On June 15, 1981, petitioner was first notified of the second examination which was to take place approximately two and one quarter hours later that day, at a time which was after the end of petitioner’s working hours. She wrote to respondent’s Superintendent of Schools that same day informing him of a previous family commitment for that time and requesting that any further orders or appointments be arranged through her union representative. Later petitioner’s union representative wrote to the superintendent stating, inter alia, “[i]f you continue to order Mrs. Schiffer for further psychiatric evaluation, we shall insist on being present at all sessions”. Respondent’s counsel wrote back stating that they would not allow petitioner to dictate the terms of future examinations and that the examining physician is free to preclude the presence of third parties at future examinations. No further action was taken nor examinations scheduled until the formal charges were brought against petitioner more than two months later.

The record demonstrates that petitioner did attend and complete the June 10 examination and cannot be adjudged insubordinate for her actions on that date. Furthermore, Education Law § 913 specifically states that any teacher directed to submit to a medical examination under that section “shall be entitled to be accompanied by a physician or other person of his own choice”. In a collateral proceeding between

[112 A.D.2d 374]

these parties, Special Term, Putnam County (Martin, J.), held that this right under the statute is “absolute” and may not be abridged by respondent (Matter of Schiffer v Board of Educ., Supreme Ct, Putnam County, Aug. 31, 1984).

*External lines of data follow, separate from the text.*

//! HTTP server for the bikeshare catalog.
//!
//! Serves the resource API over `tiny_http` with a fixed pool of worker
//! threads. Every route delegates to [`BikeService`]; failures are rendered
//! as `{error, message, details}` JSON with the status code of their kind.
//! When the backing store becomes unavailable the server answers 503, stops
//! accepting requests, and [`run_server`] returns
//! [`ServerError::StoreUnavailable`].
//!
//! The [`TestServer`] helper starts a server on a random port for integration testing.

pub mod config;
pub mod handler;
pub mod routes;

pub use config::{load_config_file, parse_config_str, ConfigError, ServerConfig};
pub use handler::{handle_request, Disposition, MAX_BODY_BYTES};
pub use routes::{parse_route, Route, RouteError, ROUTE_PREFIXES};

use bikeshare_core::{BikeService, CoreError, ShutdownSignal};
use bikeshare_schema::Variant;
use std::path::PathBuf;
use std::sync::atomic::{AtomicBool, Ordering};
use std::sync::Arc;
use std::thread::{self, JoinHandle};
use std::time::Duration;
use thiserror::Error;
use tiny_http::Server;
use tracing::{debug, error, info, warn};

/// How long a worker blocks waiting for a request before rechecking shutdown.
const POLL_INTERVAL: Duration = Duration::from_millis(100);

#[derive(Debug, Error)]
pub enum ServerError {
    #[error("failed to bind {addr}: {reason}")]
    Bind { addr: String, reason: String },
    #[error(transparent)]
    Config(#[from] ConfigError),
    #[error(transparent)]
    Core(#[from] CoreError),
    #[error("failed to install signal handler: {0}")]
    Signal(String),
    #[error("backing store became unavailable; server stopped")]
    StoreUnavailable,
    #[error("I/O error: {0}")]
    Io(#[from] std::io::Error),
}

/// Bind an HTTP listener on `addr`.
pub fn bind(addr: &str) -> Result<Server, ServerError> {
    Server::http(addr).map_err(|e| ServerError::Bind {
        addr: addr.to_owned(),
        reason: e.to_string(),
    })
}

fn worker_loop(
    service: &BikeService,
    server: &Server,
    shutdown: &ShutdownSignal,
    fatal: &AtomicBool,
) {
    while !shutdown.is_requested() {
        match server.recv_timeout(POLL_INTERVAL) {
            Ok(Some(request)) => {
                if handle_request(service, request) == Disposition::Fatal {
                    fatal.store(true, Ordering::SeqCst);
                    shutdown.request();
                }
            }
            Ok(None) => {}
            Err(e) => warn!("failed to receive request: {e}"),
        }
    }
}

/// Serve requests on `workers` threads until `shutdown` is requested.
///
/// Blocks the calling thread. In-flight requests finish before this returns.
pub fn run_server(
    service: Arc<BikeService>,
    server: Arc<Server>,
    workers: usize,
    shutdown: ShutdownSignal,
) -> Result<(), ServerError> {
    let fatal = Arc::new(AtomicBool::new(false));
    let mut handles = Vec::with_capacity(workers);

    for n in 0..workers.max(1) {
        let service = Arc::clone(&service);
        let server = Arc::clone(&server);
        let signal = shutdown.clone();
        let fatal_flag = Arc::clone(&fatal);
        let spawned = thread::Builder::new()
            .name(format!("bikeshare-worker-{n}"))
            .spawn(move || worker_loop(&service, &server, &signal, &fatal_flag));
        match spawned {
            Ok(handle) => handles.push(handle),
            Err(e) => {
                shutdown.request();
                join_workers(handles);
                return Err(e.into());
            }
        }
    }
    debug!("started {} worker threads", handles.len());

    join_workers(handles);

    if fatal.load(Ordering::SeqCst) {
        error!("stopped serving: backing store unavailable");
        return Err(ServerError::StoreUnavailable);
    }
    info!("server stopped");
    Ok(())
}

fn join_workers(handles: Vec<JoinHandle<()>>) {
    for handle in handles {
        if handle.join().is_err() {
            error!("worker thread panicked");
        }
    }
}

/// A test helper that starts a bikeshare server on a random port in a background thread.
///
/// The server listens on `127.0.0.1:{port}`. Without a `data_dir` the store
/// is in memory. Drop the `TestServer` to stop the server and wait for it.
pub struct TestServer {
    pub url: String,
    pub port: u16,
    pub service: Arc<BikeService>,
    shutdown: ShutdownSignal,
    handle: Option<JoinHandle<Result<(), ServerError>>>,
}

impl TestServer {
    /// Start a test server. Binds to `127.0.0.1:0` (random port).
    pub fn start(variant: Variant, data_dir: Option<PathBuf>) -> Self {
        let service = Arc::new(
            BikeService::open(variant, data_dir.as_deref()).expect("failed to open test store"),
        );
        let server = Arc::new(bind("127.0.0.1:0").expect("failed to bind test HTTP server"));
        let port = server.server_addr().to_ip().expect("not an IP addr").port();
        let url = format!("http://127.0.0.1:{port}");

        let shutdown = ShutdownSignal::new();
        let handle = {
            let service = Arc::clone(&service);
            let shutdown = shutdown.clone();
            thread::spawn(move || run_server(service, server, 2, shutdown))
        };

        Self {
            url,
            port,
            service,
            shutdown,
            handle: Some(handle),
        }
    }

    /// Stop the server and return how it exited.
    pub fn stop(mut self) -> Result<(), ServerError> {
        self.shutdown.request();
        match self.handle.take().map(JoinHandle::join) {
            Some(Ok(result)) => result,
            Some(Err(_)) => panic!("test server thread panicked"),
            None => Ok(()),
        }
    }
}

impl Drop for TestServer {
    fn drop(&mut self) {
        self.shutdown.request();
        if let Some(handle) = self.handle.take() {
            let _ = handle.join();
        }
    }
}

Neither the record nor respondent’s contentions here reveal any reason, medical or otherwise, to warrant the denial of this right to petitioner. Thus any refusal by petitioner to attend examinations scheduled by respondent as alleged in these proceedings was no more than an assertion of her statutory right under Education Law § 913 and may not be considered insubordination.

If petitioner is still under suspension, she is to be reinstated forthwith. In addition, she is to be compensated for all lost wages and benefits (cf. Matter of Wolfson v Board of Educ., 47 A.D.2d 748).